Our law firm draws attention to the judgment of the High Court in Olomouc, Case No. 8 Cmo 55/2025, dated August 20, 2025, which defines in detail the conditions under which executive directors guarantee the obligations of a business company "in a state of imminent bankruptcy," in relation to a case whose legal regime is governed by the legislation in force until 2020.
According to the High Court, in such a situation, executive directors are obliged to endeavor to restore the company's operations, secure a crisis manager, or at least negotiate the settlement of claims with creditors. It is not permissible to resign from office and merely appoint a nominee director, a so-called "straw man," i.e., to simply "flee" from the actual management of the company.
In this specific case, the business involved the operation of a restaurant and boarding house, whereby the court found it proven that the executive directors were aware of the imminent bankruptcy (claims registered in the insolvency proceedings fell directly into the period related to the transfer of business shares/resignation of the executive directors), and it was also evident from the last financial statements that the company was over-indebted. The intent of the executive directors was further evidenced by the fact that they removed all valuable movable assets from the restaurant after operations ceased, and that the new executive director held this position in 80 other companies. According to the court, it was the duty of the former executive directors to verify that the newly appointed executive director possessed the necessary qualifications to perform the office.

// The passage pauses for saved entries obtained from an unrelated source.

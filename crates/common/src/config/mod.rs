//! Configuration management for ShelfSync services
//!
//! Supports loading configuration from:
//! - Environment variables (prefixed with APP__)
//! - Configuration files (config.toml, config.yaml)
//! - Default values

use config::{Config, ConfigError, Environment, File};
use serde::{Deserialize, Serialize};
use std::time::Duration;

/// Main application configuration
#[derive(Debug, Clone, Default, Deserialize, Serialize)]
#[serde(default)]
pub struct AppConfig {
    /// Database configuration
    pub database: DatabaseConfig,

    /// Redis configuration (availability cache and live events)
    pub redis: RedisConfig,

    /// Queue configuration (SQS)
    pub queue: QueueConfig,

    /// Catalog provider configuration
    pub catalog: CatalogConfig,

    /// Availability refresh configuration
    pub availability: AvailabilityConfig,

    /// Worker loop configuration
    pub worker: WorkerConfig,

    /// Observability configuration
    pub observability: ObservabilityConfig,
}

#[derive(Debug, Clone, Deserialize, Serialize)]
#[serde(default)]
pub struct DatabaseConfig {
    /// Primary database URL (for writes)
    pub url: String,

    /// Read replica URL (optional, falls back to primary)
    pub read_url: Option<String>,

    /// Maximum number of connections
    pub max_connections: u32,

    /// Minimum number of connections
    pub min_connections: u32,

    /// Connection timeout in seconds
    pub connect_timeout_secs: u64,

    /// Idle timeout in seconds
    pub idle_timeout_secs: u64,

    /// Create missing tables and indexes on startup
    pub auto_migrate: bool,
}

#[derive(Debug, Clone, Deserialize, Serialize)]
#[serde(default)]
pub struct RedisConfig {
    /// Redis URL; caching and live events are disabled when unset
    pub url: Option<String>,

    /// Key prefix for namespacing
    pub key_prefix: String,

    /// Default TTL in seconds
    pub default_ttl_secs: u64,
}

#[derive(Debug, Clone, Deserialize, Serialize)]
#[serde(default)]
pub struct QueueConfig {
    /// SQS queue carrying sync run submissions
    pub sync_queue_url: Option<String>,

    /// SQS queue carrying shelf import batches
    pub import_queue_url: Option<String>,

    /// Maximum messages to receive per poll
    pub batch_size: u32,

    /// Long polling timeout in seconds
    pub poll_timeout_secs: u64,

    /// Visibility timeout in seconds
    pub visibility_timeout_secs: u64,

    /// Attempts made when submitting a message before giving up
    pub submit_max_attempts: u32,
}

#[derive(Debug, Clone, Deserialize, Serialize)]
#[serde(default)]
pub struct CatalogConfig {
    /// Catalog provider: fixture, http
    pub provider: String,

    /// Path of the JSON catalog used by the fixture provider
    pub fixture_path: String,

    /// Base URL of the live catalog integration
    pub base_url: Option<String>,

    /// API key for the live catalog integration
    pub api_key: Option<String>,

    /// Request timeout in seconds
    pub timeout_secs: u64,

    /// Maximum retries for transient failures
    pub max_retries: u32,

    /// Candidates requested per search
    pub search_limit: usize,
}

#[derive(Debug, Clone, Deserialize, Serialize)]
#[serde(default)]
pub struct AvailabilityConfig {
    /// TTL of cached availability entries in seconds
    pub cache_ttl_secs: u64,

    /// Shelf items processed per sync batch
    pub batch_size: usize,

    /// Library system used when the user has not picked one
    pub default_library_system: String,

    /// Formats refreshed when the user has no preference
    pub default_formats: Vec<String>,
}

#[derive(Debug, Clone, Deserialize, Serialize)]
#[serde(default)]
pub struct WorkerConfig {
    /// Wall-clock limit for a single sync run in seconds
    pub job_timeout_secs: u64,

    /// Consecutive failures before the polling loop pauses
    pub max_consecutive_failures: u32,

    /// Pause applied when the failure limit is reached, in seconds
    pub circuit_break_secs: u64,
}

#[derive(Debug, Clone, Deserialize, Serialize)]
#[serde(default)]
pub struct ObservabilityConfig {
    /// Log level (debug, info, warn, error) or a full EnvFilter directive
    pub log_level: String,

    /// Enable JSON logging
    pub json_logging: bool,

    /// Metrics port (0 to disable)
    pub metrics_port: u16,

    /// Service name for tracing
    pub service_name: String,
}

// Default value functions
fn default_database_url() -> String { "postgres://localhost/shelfsync".to_string() }
fn default_max_connections() -> u32 { 20 }
fn default_min_connections() -> u32 { 2 }
fn default_connect_timeout() -> u64 { 10 }
fn default_idle_timeout() -> u64 { 300 }
fn default_key_prefix() -> String { "shelfsync".to_string() }
fn default_redis_ttl() -> u64 { 300 }
fn default_queue_batch_size() -> u32 { 10 }
fn default_queue_poll_timeout() -> u64 { 20 }
fn default_visibility_timeout() -> u64 { 900 }
fn default_submit_attempts() -> u32 { 3 }
fn default_catalog_provider() -> String { "fixture".to_string() }
fn default_fixture_path() -> String { "fixtures/catalog_fixture.json".to_string() }
fn default_catalog_timeout() -> u64 { 15 }
fn default_catalog_retries() -> u32 { 3 }
fn default_search_limit() -> usize { 10 }
fn default_cache_ttl() -> u64 { 300 }
fn default_sync_batch_size() -> usize { 50 }
fn default_library_system() -> String { "default".to_string() }
fn default_formats() -> Vec<String> { vec!["ebook".to_string(), "audiobook".to_string()] }
fn default_job_timeout() -> u64 { 600 }
fn default_max_failures() -> u32 { 5 }
fn default_circuit_break() -> u64 { 30 }
fn default_log_level() -> String { "info".to_string() }
fn default_json_logging() -> bool { true }
fn default_metrics_port() -> u16 { 9090 }
fn default_service_name() -> String { "shelfsync".to_string() }

impl Default for DatabaseConfig {
    fn default() -> Self {
        Self {
            url: default_database_url(),
            read_url: None,
            max_connections: default_max_connections(),
            min_connections: default_min_connections(),
            connect_timeout_secs: default_connect_timeout(),
            idle_timeout_secs: default_idle_timeout(),
            auto_migrate: false,
        }
    }
}

impl Default for RedisConfig {
    fn default() -> Self {
        Self {
            url: None,
            key_prefix: default_key_prefix(),
            default_ttl_secs: default_redis_ttl(),
        }
    }
}

impl Default for QueueConfig {
    fn default() -> Self {
        Self {
            sync_queue_url: None,
            import_queue_url: None,
            batch_size: default_queue_batch_size(),
            poll_timeout_secs: default_queue_poll_timeout(),
            visibility_timeout_secs: default_visibility_timeout(),
            submit_max_attempts: default_submit_attempts(),
        }
    }
}

impl Default for CatalogConfig {
    fn default() -> Self {
        Self {
            provider: default_catalog_provider(),
            fixture_path: default_fixture_path(),
            base_url: None,
            api_key: None,
            timeout_secs: default_catalog_timeout(),
            max_retries: default_catalog_retries(),
            search_limit: default_search_limit(),
        }
    }
}

impl Default for AvailabilityConfig {
    fn default() -> Self {
        Self {
            cache_ttl_secs: default_cache_ttl(),
            batch_size: default_sync_batch_size(),
            default_library_system: default_library_system(),
            default_formats: default_formats(),
        }
    }
}

impl Default for WorkerConfig {
    fn default() -> Self {
        Self {
            job_timeout_secs: default_job_timeout(),
            max_consecutive_failures: default_max_failures(),
            circuit_break_secs: default_circuit_break(),
        }
    }
}

impl Default for ObservabilityConfig {
    fn default() -> Self {
        Self {
            log_level: default_log_level(),
            json_logging: default_json_logging(),
            metrics_port: default_metrics_port(),
            service_name: default_service_name(),
        }
    }
}

impl AppConfig {
    /// Load configuration from environment and files
    pub fn load() -> Result<Self, ConfigError> {
        let env = std::env::var("APP_ENV").unwrap_or_else(|_| "development".to_string());

        let config = Config::builder()
            // Load base config file
            .add_source(File::with_name("config/default").required(false))
            // Load environment-specific config
            .add_source(File::with_name(&format!("config/{}", env)).required(false))
            // Load local overrides
            .add_source(File::with_name("config/local").required(false))
            // Load from environment variables with APP__ prefix
            // e.g., APP__AVAILABILITY__BATCH_SIZE=25
            .add_source(
                Environment::with_prefix("APP")
                    .prefix_separator("__")
                    .separator("__")
                    .list_separator(",")
                    .with_list_parse_key("availability.default_formats")
                    .try_parsing(true),
            )
            .build()?;

        config.try_deserialize()
    }

    /// Get the sync run timeout as Duration
    pub fn job_timeout(&self) -> Duration {
        Duration::from_secs(self.worker.job_timeout_secs)
    }
}

#[cfg(test)]
mod tests {
    use super::*;

    #[test]
    fn test_default_config() {
        let config = AppConfig::default();
        assert_eq!(config.availability.batch_size, 50);
        assert_eq!(config.availability.cache_ttl_secs, 300);
        assert_eq!(config.catalog.search_limit, 10);
        assert_eq!(config.catalog.provider, "fixture");
        assert_eq!(config.job_timeout(), Duration::from_secs(600));
    }

    #[test]
    fn test_partial_file_keeps_defaults() {
        let config: AppConfig = Config::builder()
            .add_source(config::File::from_str(
                "[availability]\nbatch_size = 25\n",
                config::FileFormat::Toml,
            ))
            .build()
            .unwrap()
            .try_deserialize()
            .unwrap();

        assert_eq!(config.availability.batch_size, 25);
        assert_eq!(config.availability.cache_ttl_secs, 300);
        assert_eq!(config.worker.job_timeout_secs, 600);
        assert!(config.redis.url.is_none());
    }
}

Thus, according to the court, when averting imminent bankruptcy, it is the duty of the executive directors to act with due managerial care. If these duties are not respected, it establishes a sanction consisting of the emergence of the executive directors' personal liability to guarantee the company's obligations (regardless of the limit of the value of such guarantee).
The emergence of the executive directors' liability as guarantors is therefore not altered by the fact that the security deposit from the lease agreement for the restaurant/boarding house was forfeited in favor of the property owner.
For the aforementioned reasons, according to the court, the company's creditor is entitled to the payment of their claim directly from the executive directors, pursuant to Section 68, Paragraph 1 of Act No. 90/2012 Coll., on Business Corporations, as amended and in force until December 31, 2020 (hereinafter referred to as the "BCA"). Given that the court assessed the matter under the legislation in force until December 31, 2020 (see the amendment to the BCA enacted by Act No. 33/2020 Coll. of February 13, 2020), we note that the currently applicable regulation governing the liability of a governing body in the event of a business corporation's bankruptcy is regulated differently, specifically in Section 66 of the BCA.